Native American Responses to the Western
Efforts by Native Americans to control their own public image result, in part, from a desire to counteract five hundred years of white people's imagery of Indians, including consistent misreprsentation in Hollywood Westerns. This paper, which focuses on Native American responses to Westerns, relates to a larger research project that examines the representation of Indians by natives themselves in film and video documentaries. Although I present native responses to portrayals of Indians in recent Westerns, I do not pretend to "speak for" Native Americans in this paper. Rather, I have researched the topic in order to discover some of the potentials and pitfalls of the role of visual communication in intercultural relations.
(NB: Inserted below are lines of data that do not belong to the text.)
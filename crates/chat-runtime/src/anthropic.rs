//! Anthropic Messages API Provider
//!
//! Native tool support: tool calls arrive as `tool_use` blocks and results go
//! back as `tool_result` blocks inside a user message, correlated by
//! `tool_use_id`.

use async_trait::async_trait;
use reqwest::Client;
use serde::{Deserialize, Serialize};
use serde_json::{Map, Value};

use chat_core::{
    message::{ContentPart, Message, Role},
    provider::{GenerationOptions, LlmProvider, ProviderInfo, ProviderResponse, TokenUsage},
    retry::RetryPolicy,
    tool::ToolDefinition,
    ChatError, Result,
};

use crate::http;

const ANTHROPIC_API_URL: &str = "https://api.anthropic.com/v1";
const ANTHROPIC_VERSION: &str = "2023-06-01";

/// Anthropic provider configuration
#[derive(Clone, Debug)]
pub struct AnthropicConfig {
    pub api_key: String,
    pub model: String,
    pub base_url: String,
    pub timeout_secs: u64,
    pub retry: RetryPolicy,
}

impl AnthropicConfig {
    pub fn new(api_key: impl Into<String>, model: impl Into<String>) -> Self {
        Self {
            api_key: api_key.into(),
            model: model.into(),
            base_url: ANTHROPIC_API_URL.into(),
            timeout_secs: 120,
            retry: RetryPolicy::default(),
        }
    }

    pub fn with_base_url(mut self, base_url: impl Into<String>) -> Self {
        self.base_url = base_url.into();
        self
    }
}

/// Anthropic Claude provider
pub struct AnthropicProvider {
    client: Client,
    config: AnthropicConfig,
}

impl AnthropicProvider {
    pub fn new(config: AnthropicConfig) -> Result<Self> {
        Ok(Self {
            client: http::client(config.timeout_secs)?,
            config,
        })
    }

    /// Build the request body.
    ///
    /// System messages found in the history are appended to the system
    /// prompt; `tool` messages become user messages of `tool_result` blocks.
    fn build_request(
        &self,
        history: &[Message],
        system_prompt: Option<&str>,
        tools: &[ToolDefinition],
        options: &GenerationOptions,
    ) -> AnthropicRequest {
        let mut system: Vec<String> = system_prompt.map(str::to_string).into_iter().collect();
        let mut messages = Vec::with_capacity(history.len());

        for msg in history {
            let role = match msg.role() {
                Role::System => {
                    system.push(msg.text());
                    continue;
                }
                Role::User | Role::Tool => "user",
                Role::Assistant => "assistant",
            };
            // The API rejects empty text blocks and empty content arrays
            let content: Vec<AnthropicBlock> = msg
                .parts()
                .iter()
                .filter(|p| !matches!(p, ContentPart::Text { text } if text.is_empty()))
                .map(Self::convert_part)
                .collect();
            if content.is_empty() {
                continue;
            }
            messages.push(AnthropicMessage {
                role: role.into(),
                content,
            });
        }

        AnthropicRequest {
            model: options.model.clone().unwrap_or_else(|| self.config.model.clone()),
            messages,
            system: (!system.is_empty()).then(|| system.join("\n\n")),
            max_tokens: options.max_tokens,
            temperature: Some(options.temperature),
            top_p: options.top_p,
            stop_sequences: (!options.stop_sequences.is_empty())
                .then(|| options.stop_sequences.clone()),
            tools: (!tools.is_empty()).then(|| Self::convert_tools(tools)),
        }
    }

    fn convert_part(part: &ContentPart) -> AnthropicBlock {
        match part {
            ContentPart::Text { text } => AnthropicBlock::Text { text: text.clone() },
            ContentPart::ToolUse { id, name, input } => AnthropicBlock::ToolUse {
                id: id.clone(),
                name: name.clone(),
                input: Value::Object(input.clone()),
            },
            ContentPart::ToolResult {
                call_id,
                content,
                is_error,
            } => AnthropicBlock::ToolResult {
                tool_use_id: call_id.clone(),
                content: content.to_text(),
                is_error: is_error.then_some(true),
            },
        }
    }

    /// Convert tools to Anthropic format
    fn convert_tools(tools: &[ToolDefinition]) -> Vec<AnthropicTool> {
        tools
            .iter()
            .map(|t| AnthropicTool {
                name: t.name.clone(),
                description: t.description.clone(),
                input_schema: t.input_schema.clone(),
            })
            .collect()
    }

    /// Parse a response into canonical form
    fn parse_response(response: AnthropicResponse) -> Result<ProviderResponse> {
        let mut parts = Vec::with_capacity(response.content.len());
        for block in response.content {
            match block {
                AnthropicBlock::Text { text } => {
                    if !text.is_empty() {
                        parts.push(ContentPart::Text { text });
                    }
                }
                AnthropicBlock::ToolUse { id, name, input } => {
                    parts.push(ContentPart::ToolUse {
                        input: object_input(&name, input)?,
                        id,
                        name,
                    });
                }
                AnthropicBlock::ToolResult { .. } => {
                    return Err(ChatError::MalformedResponse(
                        "anthropic response contains a tool_result block".into(),
                    ));
                }
                AnthropicBlock::Other => {}
            }
        }

        let usage = TokenUsage::new(response.usage.input_tokens, response.usage.output_tokens);
        ProviderResponse::from_parts(
            parts,
            response.stop_reason.as_deref() == Some("tool_use"),
            response.model,
            Some(usage),
        )
    }

    async fn post(&self, request: &AnthropicRequest) -> Result<String> {
        let response = self
            .client
            .post(format!("{}/messages", self.config.base_url))
            .header("x-api-key", &self.config.api_key)
            .header("anthropic-version", ANTHROPIC_VERSION)
            .json(request)
            .send()
            .await
            .map_err(http::transport)?;
        http::read_body("anthropic", response).await
    }
}

/// Tool input must be a JSON object
pub(crate) fn object_input(tool: &str, input: Value) -> Result<Map<String, Value>> {
    match input {
        Value::Object(map) => Ok(map),
        Value::Null => Ok(Map::new()),
        other => Err(ChatError::MalformedResponse(format!(
            "arguments for tool '{}' are not an object: {}",
            tool, other
        ))),
    }
}

#[async_trait]
impl LlmProvider for AnthropicProvider {
    fn info(&self) -> ProviderInfo {
        ProviderInfo {
            name: "anthropic".into(),
            model: self.config.model.clone(),
            native_tool_results: true,
        }
    }

    async fn health_check(&self) -> Result<bool> {
        // No cheap unauthenticated endpoint; a configured key is the best we can check
        Ok(!self.config.api_key.is_empty())
    }

    async fn send(
        &self,
        history: &[Message],
        system_prompt: Option<&str>,
        tools: &[ToolDefinition],
        options: &GenerationOptions,
    ) -> Result<ProviderResponse> {
        let request = self.build_request(history, system_prompt, tools, options);
        tracing::debug!(
            model = %request.model,
            messages = request.messages.len(),
            tools = tools.len(),
            "Sending anthropic request"
        );

        let body = self
            .config
            .retry
            .run("anthropic", || self.post(&request))
            .await?;
        let response: AnthropicResponse = http::decode("anthropic", &body)?;
        Self::parse_response(response)
    }
}

// Anthropic API types

#[derive(Debug, Serialize)]
struct AnthropicRequest {
    model: String,
    messages: Vec<AnthropicMessage>,
    #[serde(skip_serializing_if = "Option::is_none")]
    system: Option<String>,
    max_tokens: u32,
    #[serde(skip_serializing_if = "Option::is_none")]
    temperature: Option<f32>,
    #[serde(skip_serializing_if = "Option::is_none")]
    top_p: Option<f32>,
    #[serde(skip_serializing_if = "Option::is_none")]
    stop_sequences: Option<Vec<String>>,
    #[serde(skip_serializing_if = "Option::is_none")]
    tools: Option<Vec<AnthropicTool>>,
}

#[derive(Debug, Serialize)]
struct AnthropicMessage {
    role: String,
    content: Vec<AnthropicBlock>,
}

#[derive(Debug, Serialize, Deserialize)]
#[serde(tag = "type", rename_all = "snake_case")]
enum AnthropicBlock {
    Text {
        text: String,
    },
    ToolUse {
        id: String,
        name: String,
        input: Value,
    },
    ToolResult {
        tool_use_id: String,
        content: String,
        #[serde(skip_serializing_if = "Option::is_none")]
        is_error: Option<bool>,
    },
    /// Block kinds we don't model (thinking, ...)
    #[serde(other)]
    Other,
}

#[derive(Debug, Serialize)]
struct AnthropicTool {
    name: String,
    description: String,
    input_schema: Value,
}

#[derive(Debug, Deserialize)]
struct AnthropicResponse {
    model: String,
    content: Vec<AnthropicBlock>,
    stop_reason: Option<String>,
    usage: AnthropicUsage,
}

#[derive(Debug, Deserialize)]
struct AnthropicUsage {
    input_tokens: u32,
    output_tokens: u32,
}
//! # chat-core
//!
//! Canonical conversation model, provider adapter contract and the
//! tool-calling turn loop.
//!
//! ## Architecture
//!
//! ```text
//! ┌──────────────────────────────────────────────────────────────┐
//! │                        Orchestrator                          │
//! │  ┌─────────────┐  ┌──────────────────┐  ┌─────────────────┐  │
//! │  │  Turn Loop  │  │  ToolDispatcher  │  │  LlmProvider    │  │
//! │  │ (state mc.) │──│  (ToolRegistry)  │──│  (Adapter)      │  │
//! │  └─────────────┘  └──────────────────┘  └─────────────────┘  │
//! └──────────────────────────────────────────────────────────────┘
//! ```
//!
//! The `LlmProvider` trait lets the orchestrator work with Anthropic,
//! OpenAI-compatible or Ollama backends without knowing their wire formats.

pub mod dispatch;
pub mod error;
pub mod message;
pub mod orchestrator;
pub mod provider;
pub mod retry;
pub mod session;
pub mod tool;

pub use dispatch::ToolDispatcher;
pub use error::{ChatError, Result, ToolError};
pub use message::{ContentPart, Conversation, Message, Role, ToolContent};
pub use orchestrator::{Orchestrator, OrchestratorBuilder, SessionConfig, TurnState};
pub use provider::{GenerationOptions, LlmProvider, ProviderResponse, StopSignal};
pub use retry::RetryPolicy;
pub use session::{Session, SessionId};
pub use tool::{
    executor_handler, handler_fn, ToolCall, ToolDefinition, ToolExecutor, ToolHandler,
    ToolOutcome, ToolRegistry, ToolResult,
};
Because the paper concerns general issues of representation, I often refer to Native Americans (and whites) in general terms. Both of these populations are, of course, quite diverse. Therefore, exceptions exist for each of the general statements that I make, but the issue of cross-cultural represesentation is so important in native media and scholarship that a general discussion seems warranted. Issues in cross-cultural visual representation are part of the broader problem of racism. Euro-American culture has incorporated negative attitudes toward many ethnic groups, subcultures, and other nationalities. The process has been systematic alienation: Cultural resources are used to make poor people and those of non-European ethnicity feel inferior and separate. Several consequences emerge from this estrangement between ethnic minorities and Euro-American culture. Negative attitudes lead to deleterious treatment of members of other cultures. Frequently, the negative beliefs themselves contradict fact, but the danger is that these beliefs will be internalized by the members of the ethnic minority; for example, some Indians internalize white stereotypes of the “drunken,” “savage,” or ”lazy” Indian. Alcoholism and unemployment result from cultural dislocation and economic deprivation, but the process of systematic alienation shifts the responsibility for these socially unacceptable behaviors to the victims themselves.